## Instructions for the task:
Gather up every line from the entries below that uses the word "const".

[Saved entries]
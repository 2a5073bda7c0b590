use anyhow::{Context, Result, anyhow};
use std::collections::BTreeMap;
use tera::{Context as TeraContext, Tera};

include!(concat!(env!("OUT_DIR"), "/embedded_prompt_templates.rs"));

#[derive(Debug, Clone, Copy)]
pub struct PromptTemplate {
    pub name: &'static str,
    pub label: &'static str,
    pub description: &'static str,
    pub category: &'static str,
    pub variables: &'static [&'static str],
}

pub const TEMPLATES: &[PromptTemplate] = &[
    PromptTemplate {
        name: "study_notes",
        label: "测试笔记",
        description: "生成学习测试的笔记内容",
        category: "学习",
        variables: &["topic"],
    },
    PromptTemplate {
        name: "reading_notes",
        label: "读书笔记",
        description: "生成书籍章节的读书笔记",
        category: "学习",
        variables: &["book_title", "chapter"],
    },
    PromptTemplate {
        name: "work_report",
        label: "工作汇报",
        description: "生成工作进展汇报",
        category: "工作",
        variables: &["project_name"],
    },
    PromptTemplate {
        name: "meeting_minutes",
        label: "会议记录",
        description: "生成会议记录",
        category: "工作",
        variables: &["meeting_topic", "meeting_date", "attendees"],
    },
    PromptTemplate {
        name: "diary",
        label: "日记模板",
        description: "生成日记内容",
        category: "个人",
        variables: &["date"],
    },
];

pub fn find(name: &str) -> Option<&'static PromptTemplate> {
    let needle = name.trim();
    TEMPLATES
        .iter()
        .find(|template| template.name.eq_ignore_ascii_case(needle) || template.label == needle)
}

pub fn categories() -> Vec<&'static str> {
    let mut seen = Vec::new();
    for template in TEMPLATES {
        if !seen.contains(&template.category) {
            seen.push(template.category);
        }
    }
    seen
}

pub fn in_category(category: &str) -> impl Iterator<Item = &'static PromptTemplate> + '_ {
    TEMPLATES
        .iter()
        .filter(move |template| template.category == category)
}

pub fn render(name: &str, vars: &BTreeMap<String, String>) -> Result<String> {
    let template = find(name).ok_or_else(|| {
        let known: Vec<&str> = TEMPLATES.iter().map(|template| template.name).collect();
        anyhow!(
            "unknown prompt template '{}' (expected one of: {})",
            name,
            known.join(", ")
        )
    })?;
    let source = embedded_prompt_template(template.name)
        .ok_or_else(|| anyhow!("prompt template '{}' is not embedded", template.name))?;

    let missing: Vec<&str> = template
        .variables
        .iter()
        .copied()
        .filter(|var| !vars.contains_key(*var))
        .collect();
    if !missing.is_empty() {
        return Err(anyhow!(
            "prompt template '{}' needs: {}",
            template.name,
            missing.join(", ")
        ));
    }

    let mut context = TeraContext::new();
    for (key, value) in vars {
        context.insert(key.as_str(), value.as_str());
    }
    Tera::one_off(source, &context, false)
        .map(|rendered| rendered.trim_end().to_string())
        .with_context(|| format!("failed to render prompt template '{}'", template.name))
}

pub fn render_placeholder(name: &str) -> Result<String> {
    let template = find(name).ok_or_else(|| anyhow!("unknown prompt template '{}'", name))?;
    let vars = template
        .variables
        .iter()
        .map(|var| (var.to_string(), format!("[{}]", var)))
        .collect();
    render(template.name, &vars)
}
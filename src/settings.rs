use anyhow::{Context, Result, anyhow};
use serde::Deserialize;
use std::fs;
use std::path::{Path, PathBuf};

use crate::paths;

const DEFAULT_SETTINGS_TOML: &str = include_str!("../settings.toml");

pub const DEFAULT_OLLAMA_HOST: &str = "http://localhost:11434";
pub const DEFAULT_SYSTEM_PROMPT: &str = "You are a writing assistant. Produce clear, well-paragraphed text that is easy to copy out by hand.";

#[derive(Debug, Clone)]
pub struct Settings {
    pub font_path: Option<String>,
    pub output_dir: Option<String>,
    pub ink_color: String,
    pub paper_color: String,
    pub seed: Option<u64>,
    pub ollama_host: String,
    pub connect_timeout_secs: u64,
    pub ai_model: Option<String>,
    pub system_prompt: String,
}

impl Default for Settings {
    fn default() -> Self {
        Self {
            font_path: None,
            output_dir: None,
            ink_color: "#000000".to_string(),
            paper_color: "#ffffff".to_string(),
            seed: None,
            ollama_host: DEFAULT_OLLAMA_HOST.to_string(),
            connect_timeout_secs: 10,
            ai_model: None,
            system_prompt: DEFAULT_SYSTEM_PROMPT.to_string(),
        }
    }
}

#[derive(Debug, Default, Deserialize)]
struct SettingsFile {
    render: Option<RenderSettings>,
    ollama: Option<OllamaSettings>,
    ai: Option<AiSettings>,
}

#[derive(Debug, Default, Deserialize)]
struct RenderSettings {
    font_path: Option<String>,
    output_dir: Option<String>,
    ink_color: Option<String>,
    paper_color: Option<String>,
    seed: Option<u64>,
}

#[derive(Debug, Default, Deserialize)]
struct OllamaSettings {
    host: Option<String>,
    connect_timeout_secs: Option<u64>,
}

#[derive(Debug, Default, Deserialize)]
struct AiSettings {
    model: Option<String>,
    system_prompt: Option<String>,
}

pub fn load_settings(extra_path: Option<&Path>) -> Result<Settings> {
    let mut settings = Settings::default();
    ensure_home_settings_file()?;

    let mut ordered_paths = Vec::new();
    ordered_paths.push(PathBuf::from("settings.toml"));
    ordered_paths.push(PathBuf::from("settings.local.toml"));

    if let Some(home) = paths::settings_dir() {
        ordered_paths.push(home.join("settings.toml"));
        ordered_paths.push(home.join("settings.local.toml"));
    }

    if let Some(extra) = extra_path {
        if !extra.exists() {
            return Err(anyhow!("settings file not found: {}", extra.display()));
        }
        ordered_paths.push(extra.to_path_buf());
    }

    for path in ordered_paths {
        if path.exists() {
            let content = fs::read_to_string(&path)
                .with_context(|| format!("failed to read settings: {}", path.display()))?;
            settings
                .merge_str(&content)
                .with_context(|| format!("failed to parse settings: {}", path.display()))?;
        }
    }

    if let Ok(host) = std::env::var("OLLAMA_HOST") {
        if !host.trim().is_empty() {
            settings.ollama_host = normalize_host(&host);
        }
    }

    Ok(settings)
}

impl Settings {
    pub fn merge_str(&mut self, content: &str) -> Result<()> {
        let parsed: SettingsFile = toml::from_str(content)?;
        self.merge(parsed);
        Ok(())
    }

    fn merge(&mut self, incoming: SettingsFile) {
        if let Some(render) = incoming.render {
            if let Some(path) = render.font_path {
                if !path.trim().is_empty() {
                    self.font_path = Some(path);
                }
            }
            if let Some(dir) = render.output_dir {
                if !dir.trim().is_empty() {
                    self.output_dir = Some(dir);
                }
            }
            if let Some(color) = render.ink_color {
                if !color.trim().is_empty() {
                    self.ink_color = color;
                }
            }
            if let Some(color) = render.paper_color {
                if !color.trim().is_empty() {
                    self.paper_color = color;
                }
            }
            if render.seed.is_some() {
                self.seed = render.seed;
            }
        }
        if let Some(ollama) = incoming.ollama {
            if let Some(host) = ollama.host {
                if !host.trim().is_empty() {
                    self.ollama_host = normalize_host(&host);
                }
            }
            if let Some(secs) = ollama.connect_timeout_secs {
                if secs > 0 {
                    self.connect_timeout_secs = secs;
                }
            }
        }
        if let Some(ai) = incoming.ai {
            if let Some(model) = ai.model {
                if !model.trim().is_empty() {
                    self.ai_model = Some(model);
                }
            }
            if let Some(prompt) = ai.system_prompt {
                self.system_prompt = prompt;
            }
        }
    }

    pub fn output_dir(&self) -> PathBuf {
        self.output_dir
            .as_deref()
            .and_then(paths::expand_path)
            .unwrap_or_else(paths::default_output_dir)
    }

    pub fn font_path(&self) -> Option<PathBuf> {
        self.font_path.as_deref().and_then(paths::expand_path)
    }
}

fn normalize_host(value: &str) -> String {
    let trimmed = value.trim().trim_end_matches('/');
    if trimmed.starts_with("http://") || trimmed.starts_with("https://") {
        trimmed.to_string()
    } else {
        format!("http://{}", trimmed)
    }
}

fn ensure_home_settings_file() -> Result<()> {
    let Some(home) = paths::settings_dir() else {
        return Ok(());
    };
    fs::create_dir_all(&home)
        .with_context(|| format!("failed to create settings directory: {}", home.display()))?;
    let path = home.join("settings.toml");
    if !path.exists() {
        fs::write(&path, DEFAULT_SETTINGS_TOML)
            .with_context(|| format!("failed to write settings: {}", path.display()))?;
    }
    Ok(())
}

#[cfg(test)]
mod tests {
    use super::*;
    use crate::test_util::with_temp_home;

    #[test]
    fn later_documents_override_earlier_ones() {
        let mut settings = Settings::default();
        settings
            .merge_str("[render]\nink_color = \"#102030\"\nseed = 7\n")
            .unwrap();
        settings
            .merge_str("[render]\nink_color = \"\"\n[ollama]\nhost = \"127.0.0.1:9999/\"\n")
            .unwrap();
        assert_eq!(settings.ink_color, "#102030");
        assert_eq!(settings.seed, Some(7));
        assert_eq!(settings.ollama_host, "http://127.0.0.1:9999");
    }

    #[test]
    fn malformed_toml_is_rejected() {
        let mut settings = Settings::default();
        assert!(settings.merge_str("[render\nseed = ").is_err());
    }

    #[test]
    fn first_load_writes_home_settings() {
        with_temp_home(|home| {
            let settings = load_settings(None).unwrap();
            assert!(home.join(".handscript/settings.toml").exists());
            assert_eq!(settings.paper_color, "#ffffff");
            assert_eq!(settings.output_dir(), home.join(".handscript/output"));
        });
    }

    #[test]
    fn missing_extra_file_is_an_error() {
        with_temp_home(|home| {
            let err = load_settings(Some(&home.join("nope.toml"))).unwrap_err();
            assert!(err.to_string().contains("settings file not found"));
        });
    }
}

## Result below:
pub const TEMPLATES: &[PromptTemplate] = &[
const DEFAULT_SETTINGS_TOML: &str = include_str!("../settings.toml");
pub const DEFAULT_OLLAMA_HOST: &str = "http://localhost:11434";
pub const DEFAULT_SYSTEM_PROMPT: &str = "You are a writing assistant. Produce clear, well-paragraphed text that is easy to copy out by hand.";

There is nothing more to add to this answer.